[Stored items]
<<<<

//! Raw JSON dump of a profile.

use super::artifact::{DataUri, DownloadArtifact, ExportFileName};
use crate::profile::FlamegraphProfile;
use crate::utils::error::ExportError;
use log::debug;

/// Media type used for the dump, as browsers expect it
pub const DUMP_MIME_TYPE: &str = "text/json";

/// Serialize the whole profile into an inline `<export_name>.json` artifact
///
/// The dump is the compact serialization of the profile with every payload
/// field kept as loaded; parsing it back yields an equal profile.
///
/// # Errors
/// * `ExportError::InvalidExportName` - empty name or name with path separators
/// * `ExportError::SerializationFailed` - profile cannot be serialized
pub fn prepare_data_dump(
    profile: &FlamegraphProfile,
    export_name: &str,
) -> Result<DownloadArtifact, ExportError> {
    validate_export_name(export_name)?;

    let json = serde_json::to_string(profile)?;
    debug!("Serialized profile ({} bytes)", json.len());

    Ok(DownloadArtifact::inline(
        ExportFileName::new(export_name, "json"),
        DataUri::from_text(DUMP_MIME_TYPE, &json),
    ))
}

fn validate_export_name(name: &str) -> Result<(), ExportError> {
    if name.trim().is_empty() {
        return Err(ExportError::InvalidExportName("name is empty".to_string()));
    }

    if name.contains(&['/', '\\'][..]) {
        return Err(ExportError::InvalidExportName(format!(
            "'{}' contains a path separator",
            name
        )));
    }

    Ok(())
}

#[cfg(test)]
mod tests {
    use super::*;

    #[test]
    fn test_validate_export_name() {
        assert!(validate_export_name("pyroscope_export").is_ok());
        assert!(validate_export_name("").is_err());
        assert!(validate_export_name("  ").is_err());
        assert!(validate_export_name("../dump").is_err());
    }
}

>>>>

**Problem description:** The response has to match the records above word for word.

**Reply:**
//! Raw JSON dump of a profile.

use super::artifact::{DataUri, DownloadArtifact, ExportFileName};
use crate::profile::FlamegraphProfile;
use crate::utils::error::ExportError;
use log::debug;

/// Media type used for the dump, as browsers expect it
pub const DUMP_MIME_TYPE: &str = "text/json";

/// Serialize the whole profile into an inline `<export_name>.json` artifact
///
/// The dump is the compact serialization of the profile with every payload
/// field kept as loaded; parsing it back yields an equal profile.
///
/// # Errors
/// * `ExportError::InvalidExportName` - empty name or name with path separators
/// * `ExportError::SerializationFailed` - profile cannot be serialized
pub fn prepare_data_dump(
    profile: &FlamegraphProfile,
    export_name: &str,
) -> Result<DownloadArtifact, ExportError> {
    validate_export_name(export_name)?;

    let json = serde_json::to_string(profile)?;
    debug!("Serialized profile ({} bytes)", json.len());

    Ok(DownloadArtifact::inline(
        ExportFileName::new(export_name, "json"),
        DataUri::from_text(DUMP_MIME_TYPE, &json),
    ))
}

fn validate_export_name(name: &str) -> Result<(), ExportError> {
    if name.trim().is_empty() {
        return Err(ExportError::InvalidExportName("name is empty".to_string()));
    }

    if name.contains(&['/', '\\'][..]) {
        return Err(ExportError::InvalidExportName(format!(
            "'{}' contains a path separator",
            name
        )));
    }

    Ok(())
}

#[cfg(test)]
mod tests {
    use super::*;

    #[test]
    fn test_validate_export_name() {
        assert!(validate_export_name("pyroscope_export").is_ok());
        assert!(validate_export_name("").is_err());
        assert!(validate_export_name("  ").is_err());
        assert!(validate_export_name("../dump").is_err());
    }
}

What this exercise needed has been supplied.